The key is to make an honest assessment of the People’s Liberation Army’s (PLA) capabilities against that of its likely future victims. Those who believe the PLA is not ready for modern warfare ignore three points: the PLA will be fighting closer to home; the PLA has the capacity to inflict heavy losses; America’s technological edge has eroded, if not disappeared.

The latter two points pose the most critical questions Americans should ask: Are we ready for a state-on-state fight with a technologically advanced, near-peer opponent?

The answer involves more than just the military. It is political as well since such wars tend to be costly, messy, and accompanied by high casualties. Americans have grown accustomed to the wars being distant, almost sanitary. That won’t be the case if the next war in Asia comes courtesy of a hostile China. That makes deterring Chinese aggression critical to U.S. national security policy in Asia.

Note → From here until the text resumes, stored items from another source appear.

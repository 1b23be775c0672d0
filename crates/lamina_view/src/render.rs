//! Render-invalidation pass
//!
//! Each invalidated view schedules its own update for the next frame. The
//! update writes every pending property to the presentation tree, blending
//! transform and opacity with the view's running animations. Updates of
//! different views run in no guaranteed order.

use indexmap::IndexSet;
use lamina_core::{Presenter, Property, RenderConfig};

use crate::events::ViewEvent;
use crate::tree::{FrameTask, ViewTree};
use crate::view::{Lifecycle, View, ViewId};

const VIEW_CLASS: &str = "lamina-view";

impl<P: Presenter> ViewTree<P> {
    /// Mark a property stale. The first invalidation of a view in a frame
    /// schedules its update; later ones only add to the pending set.
    ///
    /// A removed view only records the property. Its update is scheduled when
    /// it is attached again.
    pub fn invalidate(&mut self, id: ViewId, property: Property) {
        let Some(view) = self.views.get_mut(id) else {
            return;
        };
        let removed = view.lifecycle == Lifecycle::Removed;
        if removed {
            tracing::trace!(?id, %property, "recording invalidation on removed view");
        }
        let schedule = view.invalidation.is_none() && !removed;
        view.invalidation
            .get_or_insert_with(IndexSet::new)
            .insert(property);
        if schedule {
            self.frames.request(FrameTask::Update(id));
        }
    }

    /// Schedule the update of a view that came back with pending invalidations
    pub(crate) fn schedule_pending_update(&mut self, id: ViewId) {
        if self.views.get(id).is_some_and(|view| view.invalidation.is_some()) {
            self.frames.request(FrameTask::Update(id));
        }
    }

    /// Write position, size and transform right away
    pub fn render(&mut self, id: ViewId) {
        let Some(view) = self.views.get(id) else {
            return;
        };
        let element = view.element;
        self.presenter.add_class(element, VIEW_CLASS);
        for property in [Property::Position, Property::Size, Property::Transform] {
            self.validate(id, &property);
        }
    }

    /// Update task body. Returns true if anything was written.
    pub(crate) fn update(&mut self, id: ViewId) -> bool {
        let Some(view) = self.views.get_mut(id) else {
            return false;
        };
        if view.lifecycle == Lifecycle::Removed {
            tracing::trace!(?id, "deferring render update of removed view");
            return false;
        }
        let Some(flags) = view.invalidation.take() else {
            return false;
        };
        for property in &flags {
            self.validate(id, property);
        }
        self.emit(ViewEvent::Updated { view: id });
        true
    }

    fn validate(&mut self, id: ViewId, property: &Property) {
        let Some(view) = self.views.get(id) else {
            return;
        };
        let element = view.element;
        let render = &self.config.render;
        let unit = render.length_unit.as_str();

        let writes: Vec<(&str, String)> = match property {
            Property::Position => vec![
                ("left", format!("{}{unit}", view.bounds.x())),
                ("top", format!("{}{unit}", view.bounds.y())),
            ],
            Property::Size => vec![
                ("width", format!("{}{unit}", view.bounds.width())),
                ("height", format!("{}{unit}", view.bounds.height())),
            ],
            Property::Transform => vec![("transform", transform_css(view, render))],
            Property::Opacity => vec![("opacity", blended_opacity(view).to_string())],
            Property::Padding => vec![("padding", view.padding.to_css_string(unit))],
            Property::Margin => vec![("margin", view.margin.to_css_string(unit))],
            Property::Custom(_) => {
                self.emit(ViewEvent::Validated {
                    view: id,
                    property: property.clone(),
                });
                return;
            }
        };

        for (name, value) in writes {
            self.presenter.set_style(element, name, &value);
        }
    }
}

fn transform_css(view: &View, render: &RenderConfig) -> String {
    let transform = match &view.animation {
        Some(set) => set.view_state().blend_transform(&view.transform),
        None => &view.transform,
    };
    let mut css = transform.to_string();
    if render.hardware_acceleration_hint && !transform.has_3d_transforms() {
        if !css.is_empty() {
            css.push(' ');
        }
        css.push_str("translateZ(0)");
    } else if css.is_empty() {
        css.push_str("none");
    }
    css
}

fn blended_opacity(view: &View) -> f32 {
    match &view.animation {
        Some(set) => set.view_state().blend_opacity(view.opacity),
        None => view.opacity,
    }
}
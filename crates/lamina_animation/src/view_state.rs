//! Animated overrides for one view
//!
//! The view tree syncs the view's own transform and opacity into the base
//! fields each frame. Running steps write overrides on top; the render pass
//! asks [`ViewState::blend_transform`] / [`ViewState::blend_opacity`] for the
//! value that actually reaches the presentation tree.

use std::borrow::Cow;

use indexmap::{IndexMap, IndexSet};
use lamina_core::{Property, Transform};

#[derive(Debug, Clone)]
pub struct ViewState {
    base_transform: Transform,
    base_opacity: f32,
    transform: Option<Transform>,
    opacity: Option<f32>,
    values: IndexMap<Cow<'static, str>, f32>,
    invalidated: IndexSet<Property>,
}

impl Default for ViewState {
    fn default() -> Self {
        Self {
            base_transform: Transform::new(),
            base_opacity: 1.0,
            transform: None,
            opacity: None,
            values: IndexMap::new(),
            invalidated: IndexSet::new(),
        }
    }
}

impl ViewState {
    pub fn new() -> Self {
        Self::default()
    }

    /// Record the view's own (non-animated) values
    pub fn sync_base(&mut self, transform: &Transform, opacity: f32) {
        self.base_transform.set(transform);
        self.base_opacity = opacity;
    }

    pub fn base_transform(&self) -> &Transform {
        &self.base_transform
    }

    pub fn base_opacity(&self) -> f32 {
        self.base_opacity
    }

    pub fn transform_override(&self) -> Option<&Transform> {
        self.transform.as_ref()
    }

    pub fn opacity_override(&self) -> Option<f32> {
        self.opacity
    }

    /// Transform as currently presented: the override, else the base
    pub fn current_transform(&self) -> &Transform {
        self.blend_transform(&self.base_transform)
    }

    /// Opacity as currently presented: the override, else the base
    pub fn current_opacity(&self) -> f32 {
        self.blend_opacity(self.base_opacity)
    }

    /// `base` blended with the animated transform
    pub fn blend_transform<'a>(&'a self, base: &'a Transform) -> &'a Transform {
        self.transform.as_ref().unwrap_or(base)
    }

    /// `base` blended with the animated opacity
    pub fn blend_opacity(&self, base: f32) -> f32 {
        self.opacity.unwrap_or(base)
    }

    pub fn set_transform(&mut self, transform: Transform) {
        if self.transform.as_ref() != Some(&transform) {
            self.transform = Some(transform);
            self.invalidated.insert(Property::Transform);
        }
    }

    pub fn set_opacity(&mut self, opacity: f32) {
        if self.opacity != Some(opacity) {
            self.opacity = Some(opacity);
            self.invalidated.insert(Property::Opacity);
        }
    }

    /// Custom animated scalar; raises a custom invalidation tag of the same name
    pub fn value(&self, name: &str) -> Option<f32> {
        self.values.get(name).copied()
    }

    pub fn set_value(&mut self, name: impl Into<Cow<'static, str>>, value: f32) {
        let name = name.into();
        if self.values.get(&name) == Some(&value) {
            return;
        }
        self.invalidated.insert(Property::custom(name.clone()));
        self.values.insert(name, value);
    }

    /// Drop every override, invalidating what they covered
    pub fn clear(&mut self) {
        if self.transform.take().is_some() {
            self.invalidated.insert(Property::Transform);
        }
        if self.opacity.take().is_some() {
            self.invalidated.insert(Property::Opacity);
        }
        for (name, _) in self.values.drain(..) {
            self.invalidated.insert(Property::custom(name));
        }
    }

    pub fn has_invalidations(&self) -> bool {
        !self.invalidated.is_empty()
    }

    /// Properties changed by animation since the last call
    pub fn take_invalidations(&mut self) -> Vec<Property> {
        self.invalidated.drain(..).collect()
    }
}
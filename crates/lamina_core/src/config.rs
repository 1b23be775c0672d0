//! Lamina configuration (lamina.toml)
//!
//! Every field has a default, so an empty document is a valid configuration.

use std::fs;
use std::path::Path;

use serde::{Deserialize, Serialize};
use thiserror::Error;

/// Configuration errors
#[derive(Error, Debug)]
pub enum ConfigError {
    /// Failed to read the configuration file
    #[error("Failed to read config: {0}")]
    Io(#[from] std::io::Error),

    /// The document is not valid TOML or has the wrong shape
    #[error("Failed to parse config: {0}")]
    Parse(#[from] toml::de::Error),

    /// A value is out of range
    #[error("Invalid config value for {field}: {reason}")]
    Invalid { field: &'static str, reason: String },
}

/// Result type for configuration operations
pub type Result<T> = std::result::Result<T, ConfigError>;

/// Top-level configuration
#[derive(Debug, Clone, Default, PartialEq, Deserialize, Serialize)]
pub struct LaminaConfig {
    #[serde(default)]
    pub frame: FrameConfig,
    #[serde(default)]
    pub render: RenderConfig,
    #[serde(default)]
    pub momentum: MomentumConfig,
}

/// Frame delivery settings
#[derive(Debug, Clone, PartialEq, Deserialize, Serialize)]
pub struct FrameConfig {
    /// Upper bound on back-to-back immediate frames run by one delivery
    #[serde(default = "default_max_immediate_frames")]
    pub max_immediate_frames: u32,
}

fn default_max_immediate_frames() -> u32 {
    8
}

impl Default for FrameConfig {
    fn default() -> Self {
        Self {
            max_immediate_frames: default_max_immediate_frames(),
        }
    }
}

/// Presentation write settings
#[derive(Debug, Clone, PartialEq, Deserialize, Serialize)]
pub struct RenderConfig {
    /// Append `translateZ(0)` to 2D transforms to request a compositing layer
    #[serde(default = "default_true")]
    pub hardware_acceleration_hint: bool,
    /// Unit suffix for lengths written to the presentation tree
    #[serde(default = "default_length_unit")]
    pub length_unit: String,
}

fn default_true() -> bool {
    true
}

fn default_length_unit() -> String {
    "px".to_string()
}

impl Default for RenderConfig {
    fn default() -> Self {
        Self {
            hardware_acceleration_hint: true,
            length_unit: default_length_unit(),
        }
    }
}

/// Fling projection settings
#[derive(Debug, Clone, PartialEq, Deserialize, Serialize)]
pub struct MomentumConfig {
    /// Projection window in milliseconds
    #[serde(default = "default_momentum_duration")]
    pub duration_ms: f64,
    /// Acceleration at or below this magnitude projects no motion
    #[serde(default = "default_min_acceleration")]
    pub min_acceleration: f64,
    /// Weight of the acceleration term in the projection
    #[serde(default = "default_friction")]
    pub friction: f64,
}

fn default_momentum_duration() -> f64 {
    300.0
}

fn default_min_acceleration() -> f64 {
    1.0 / 50.0
}

fn default_friction() -> f64 {
    0.001
}

impl Default for MomentumConfig {
    fn default() -> Self {
        Self {
            duration_ms: default_momentum_duration(),
            min_acceleration: default_min_acceleration(),
            friction: default_friction(),
        }
    }
}

impl LaminaConfig {
    /// Parse and validate a TOML document
    pub fn from_toml_str(source: &str) -> Result<Self> {
        let config: LaminaConfig = toml::from_str(source)?;
        config.validate()?;
        Ok(config)
    }

    /// Load and validate a configuration file
    pub fn load(path: impl AsRef<Path>) -> Result<Self> {
        let source = fs::read_to_string(path.as_ref())?;
        let config = Self::from_toml_str(&source)?;
        tracing::debug!(path = %path.as_ref().display(), "loaded lamina config");
        Ok(config)
    }

    /// Check value ranges
    pub fn validate(&self) -> Result<()> {
        let momentum = &self.momentum;
        check_non_negative("momentum.duration_ms", momentum.duration_ms)?;
        check_non_negative("momentum.min_acceleration", momentum.min_acceleration)?;
        check_non_negative("momentum.friction", momentum.friction)?;
        if self.render.length_unit.trim().is_empty() {
            return Err(ConfigError::Invalid {
                field: "render.length_unit",
                reason: "must not be empty".to_string(),
            });
        }
        Ok(())
    }
}

fn check_non_negative(field: &'static str, value: f64) -> Result<()> {
    if !value.is_finite() || value < 0.0 {
        return Err(ConfigError::Invalid {
            field,
            reason: format!("expected a finite, non-negative number, got {value}"),
        });
    }
    Ok(())
}
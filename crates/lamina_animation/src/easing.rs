//! Easing curves for leaf steps

/// Maps linear progress in `[0, 1]` onto eased progress
#[derive(Clone, Copy, Debug, Default, PartialEq)]
pub enum Easing {
    #[default]
    Linear,
    EaseInQuad,
    EaseOutQuad,
    EaseInOutQuad,
    EaseOutCubic,
}

impl Easing {
    /// Apply the curve. Input is clamped to `[0, 1]`.
    pub fn apply(&self, t: f32) -> f32 {
        let t = t.clamp(0.0, 1.0);
        match self {
            Easing::Linear => t,
            Easing::EaseInQuad => t * t,
            Easing::EaseOutQuad => t * (2.0 - t),
            Easing::EaseInOutQuad => {
                if t < 0.5 {
                    2.0 * t * t
                } else {
                    -1.0 + (4.0 - 2.0 * t) * t
                }
            }
            Easing::EaseOutCubic => {
                let inv = 1.0 - t;
                1.0 - inv * inv * inv
            }
        }
    }
}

Preventing that war necessitates convincing Xi that the United States has the political will and the capability to deny him victory. The Chinese Communist Party (CCP) places great importance on its own and an enemy’s political will. For the former, it constricts the Chinese people’s access to “external, potentially damaging outside information sources,” censors social media content, and suppresses views contrary to CCP doctrine. It also uses its long-running tactic of public shaming (personally devastating, especially in Asian cultures) and, more recently, restricted social “credit.” This new tactic undermines banking access and employment opportunities against those who call for greater freedoms, expose corruption or criticize the party, its actions, or its policies. Xi uses advanced information technology (IT) systems to amplify new levels of detail in Mao Zedong’s totalitarian practices against both imagined and real domestic opposition. It has proven profitable for him, China’s Public Security Bureau, and some unwitting Western IT companies.

Meanwhile, China’s cyber warriors and United Front Work Department are working to exacerbate internal divisions in the United States, quietly facilitating the existing efforts of America’s media and political elites of both parties. The FBI and others have warned of Chinese meddling in the midterm elections. Partisan commentators believe the meddling favors their political opponents, but that is not China’s or any of our other enemies’ intent. Their goal is to undermine, if not destroy, American confidence in its democracy. They are waging tactical battles in information warfare, planting the seeds of intrigue and expecting our political elites to enlarge the existing fissures in their ongoing battle to win political points with their respective bases. The tactics seem to work as the gap in discourse and consensual collaboration among our political interests widens. It needs to end.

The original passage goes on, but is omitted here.